● Exercise brief: An exact repetition of the records is required. Leave nothing out.

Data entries
*** Block opens ***

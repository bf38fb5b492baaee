use crate::Cli;
use crate::CommandResult;
use crate::RunnableCommand;
use crate::output_utils;
use anyhow::Context;
use gqlx::parser::Source;
use gqlx::parser::printer::print_document;
use std::io::Read;
use std::path::Path;
use std::path::PathBuf;

#[derive(Debug, clap::Args)]
pub(crate) struct PrintCmd {
    #[arg(
        help="Path to the GraphQL document to print, or `-` to read it from \
             stdin.",
        name="FILE_PATH",
    )]
    pub(crate) file_path: PathBuf,
}

fn read_source(path: &Path) -> anyhow::Result<Source> {
    if path == Path::new("-") {
        let mut body = String::new();
        std::io::stdin()
            .read_to_string(&mut body)
            .context("failed to read stdin")?;
        Ok(Source::with_name(body, "<stdin>"))
    } else {
        Source::from_file(path).with_context(|| format!("failed to read {}", path.display()))
    }
}

/// Parses `source` and re-prints it in canonical form, or renders its
/// syntax errors.
pub(crate) fn print_source(source: &Source) -> Result<String, String> {
    gqlx::parser::parse_source(source)
        .map(|doc| print_document(&doc))
        .map_err(|errors| {
            errors
                .iter()
                .map(|error| error.format_detailed(Some(source.body())))
                .collect::<Vec<_>>()
                .join("\n")
        })
}

#[inherent::inherent]
impl RunnableCommand for PrintCmd {
    pub async fn run(self, _cli: Cli) -> CommandResult {
        let source = match read_source(&self.file_path) {
            Ok(source) => source,
            Err(e) => return CommandResult::stderr(format_args!(
                "{} {e:#}",
                output_utils::RED_X,
            )),
        };
        log::debug!("Printing {} ({} bytes).", source.name(), source.body().len());

        match print_source(&source) {
            Ok(printed) => CommandResult::stdout(format_args!("{printed}")),
            Err(rendered) => CommandResult::stderr(format_args!(
                "{rendered}\n{} {} has syntax errors.",
                output_utils::RED_X,
                source.name(),
            )),
        }
    }
}
//! Tests for `GraphQLTokenStream`.

use crate::GraphQLTokenStream;
use crate::token::GraphQLTokenKind;
use crate::token_source::StrGraphQLTokenSource;

fn stream(source: &str) -> GraphQLTokenStream<'_, StrGraphQLTokenSource<'_>> {
    GraphQLTokenStream::new(StrGraphQLTokenSource::new(source))
}

/// Verifies that peek() returns the next token without consuming it.
#[test]
fn peek_does_not_consume() {
    let mut stream = stream("query Q");
    let first = stream.peek().map(|t| t.kind.clone());
    let second = stream.peek().map(|t| t.kind.clone());
    assert_eq!(first, second);
    assert_eq!(first, Some(GraphQLTokenKind::name_borrowed("query")));

    let consumed = stream.consume().map(|t| t.kind);
    assert_eq!(consumed, first);
}

/// Verifies lookahead beyond the next token.
#[test]
fn peek_nth() {
    let mut stream = stream("{ a b }");
    assert_eq!(
        stream.peek_nth(2).map(|t| t.kind.clone()),
        Some(GraphQLTokenKind::name_borrowed("b")),
    );
    assert_eq!(stream.current_buffer_len(), 3);
    assert_eq!(stream.peek().map(|t| t.kind.clone()), Some(GraphQLTokenKind::CurlyBraceOpen));
    assert!(stream.peek_nth(10).is_none());
}

/// Verifies end-of-input detection.
#[test]
fn is_at_end() {
    let mut stream = stream("a");
    assert!(!stream.is_at_end());
    stream.consume();
    assert!(stream.is_at_end());
    assert_eq!(stream.consume().map(|t| t.kind), Some(GraphQLTokenKind::Eof));
    assert!(stream.is_at_end());
    assert!(stream.consume().is_none());
}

*** Block closes ***

● Result for this exercise:
repository bf38fb5b492baaee
use crate::Cli;
use crate::CommandResult;
use crate::RunnableCommand;
use crate::output_utils;
use anyhow::Context;
use gqlx::parser::Source;
use gqlx::parser::printer::print_document;
use std::io::Read;
use std::path::Path;
use std::path::PathBuf;

#[derive(Debug, clap::Args)]
pub(crate) struct PrintCmd {
    #[arg(
        help="Path to the GraphQL document to print, or `-` to read it from \
             stdin.",
        name="FILE_PATH",
    )]
    pub(crate) file_path: PathBuf,
}

fn read_source(path: &Path) -> anyhow::Result<Source> {
    if path == Path::new("-") {
        let mut body = String::new();
        std::io::stdin()
            .read_to_string(&mut body)
            .context("failed to read stdin")?;
        Ok(Source::with_name(body, "<stdin>"))
    } else {
        Source::from_file(path).with_context(|| format!("failed to read {}", path.display()))
    }
}

/// Parses `source` and re-prints it in canonical form, or renders its
/// syntax errors.
pub(crate) fn print_source(source: &Source) -> Result<String, String> {
    gqlx::parser::parse_source(source)
        .map(|doc| print_document(&doc))
        .map_err(|errors| {
            errors
                .iter()
                .map(|error| error.format_detailed(Some(source.body())))
                .collect::<Vec<_>>()
                .join("\n")
        })
}

#[inherent::inherent]
impl RunnableCommand for PrintCmd {
    pub async fn run(self, _cli: Cli) -> CommandResult {
        let source = match read_source(&self.file_path) {
            Ok(source) => source,
            Err(e) => return CommandResult::stderr(format_args!(
                "{} {e:#}",
                output_utils::RED_X,
            )),
        };
        log::debug!("Printing {} ({} bytes).", source.name(), source.body().len());

        match print_source(&source) {
            Ok(printed) => CommandResult::stdout(format_args!("{printed}")),
            Err(rendered) => CommandResult::stderr(format_args!(
                "{rendered}\n{} {} has syntax errors.",
                output_utils::RED_X,
                source.name(),
            )),
        }
    }
}
//! Tests for `GraphQLTokenStream`.

use crate::GraphQLTokenStream;
use crate::token::GraphQLTokenKind;
use crate::token_source::StrGraphQLTokenSource;

fn stream(source: &str) -> GraphQLTokenStream<'_, StrGraphQLTokenSource<'_>> {
    GraphQLTokenStream::new(StrGraphQLTokenSource::new(source))
}

/// Verifies that peek() returns the next token without consuming it.
#[test]
fn peek_does_not_consume() {
    let mut stream = stream("query Q");
    let first = stream.peek().map(|t| t.kind.clone());
    let second = stream.peek().map(|t| t.kind.clone());
    assert_eq!(first, second);
    assert_eq!(first, Some(GraphQLTokenKind::name_borrowed("query")));

    let consumed = stream.consume().map(|t| t.kind);
    assert_eq!(consumed, first);
}

/// Verifies lookahead beyond the next token.
#[test]
fn peek_nth() {
    let mut stream = stream("{ a b }");
    assert_eq!(
        stream.peek_nth(2).map(|t| t.kind.clone()),
        Some(GraphQLTokenKind::name_borrowed("b")),
    );
    assert_eq!(stream.current_buffer_len(), 3);
    assert_eq!(stream.peek().map(|t| t.kind.clone()), Some(GraphQLTokenKind::CurlyBraceOpen));
    assert!(stream.peek_nth(10).is_none());
}

/// Verifies end-of-input detection.
#[test]
fn is_at_end() {
    let mut stream = stream("a");
    assert!(!stream.is_at_end());
    stream.consume();
    assert!(stream.is_at_end());
    assert_eq!(stream.consume().map(|t| t.kind), Some(GraphQLTokenKind::Eof));
    assert!(stream.is_at_end());
    assert!(stream.consume().is_none());
}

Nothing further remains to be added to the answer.